- **What you should do**
Counting every line in the records below that holds "ContractReport", give the total and add nothing.

Saved data entries
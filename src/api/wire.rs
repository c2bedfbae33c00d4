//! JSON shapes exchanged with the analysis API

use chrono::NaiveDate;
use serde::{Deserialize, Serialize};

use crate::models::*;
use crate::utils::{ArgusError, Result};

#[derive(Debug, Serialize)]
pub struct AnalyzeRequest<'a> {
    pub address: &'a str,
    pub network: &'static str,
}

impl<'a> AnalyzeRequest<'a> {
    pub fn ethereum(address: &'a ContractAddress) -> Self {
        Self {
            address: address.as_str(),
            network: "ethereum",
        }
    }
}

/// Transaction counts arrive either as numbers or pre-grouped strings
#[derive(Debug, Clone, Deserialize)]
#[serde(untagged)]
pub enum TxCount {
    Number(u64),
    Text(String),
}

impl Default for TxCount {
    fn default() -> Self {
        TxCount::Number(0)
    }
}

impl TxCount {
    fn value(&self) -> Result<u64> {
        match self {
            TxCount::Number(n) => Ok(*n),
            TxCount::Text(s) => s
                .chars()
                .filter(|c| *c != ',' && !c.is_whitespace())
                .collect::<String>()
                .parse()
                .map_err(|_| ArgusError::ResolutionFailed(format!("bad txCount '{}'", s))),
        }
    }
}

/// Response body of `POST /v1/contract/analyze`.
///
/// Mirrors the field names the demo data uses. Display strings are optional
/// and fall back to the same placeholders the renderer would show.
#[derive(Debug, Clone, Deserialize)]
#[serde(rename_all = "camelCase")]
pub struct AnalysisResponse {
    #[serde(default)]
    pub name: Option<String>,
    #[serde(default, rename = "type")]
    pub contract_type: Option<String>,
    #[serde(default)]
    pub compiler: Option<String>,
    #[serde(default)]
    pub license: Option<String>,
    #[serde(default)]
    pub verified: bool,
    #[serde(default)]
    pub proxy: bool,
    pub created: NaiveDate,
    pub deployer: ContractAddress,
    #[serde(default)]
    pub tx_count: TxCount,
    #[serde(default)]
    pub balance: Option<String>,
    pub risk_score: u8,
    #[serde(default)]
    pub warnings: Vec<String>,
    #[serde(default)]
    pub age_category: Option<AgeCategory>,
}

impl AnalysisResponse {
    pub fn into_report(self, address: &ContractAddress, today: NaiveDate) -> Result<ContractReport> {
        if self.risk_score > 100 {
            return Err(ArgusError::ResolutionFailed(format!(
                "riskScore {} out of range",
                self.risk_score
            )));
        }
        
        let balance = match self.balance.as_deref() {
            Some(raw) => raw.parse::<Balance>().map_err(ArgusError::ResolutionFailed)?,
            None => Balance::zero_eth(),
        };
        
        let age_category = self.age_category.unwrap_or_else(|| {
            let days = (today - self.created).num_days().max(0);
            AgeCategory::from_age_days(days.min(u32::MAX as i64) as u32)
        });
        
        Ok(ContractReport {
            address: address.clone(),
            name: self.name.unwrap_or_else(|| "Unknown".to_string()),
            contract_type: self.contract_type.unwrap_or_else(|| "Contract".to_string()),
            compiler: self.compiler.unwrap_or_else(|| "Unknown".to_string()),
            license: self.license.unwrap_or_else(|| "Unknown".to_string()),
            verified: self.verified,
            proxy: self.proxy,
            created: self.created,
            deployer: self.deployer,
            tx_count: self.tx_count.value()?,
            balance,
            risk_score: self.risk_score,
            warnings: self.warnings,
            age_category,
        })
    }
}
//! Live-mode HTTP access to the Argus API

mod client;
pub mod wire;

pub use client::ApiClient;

- **Result of this exercise**
2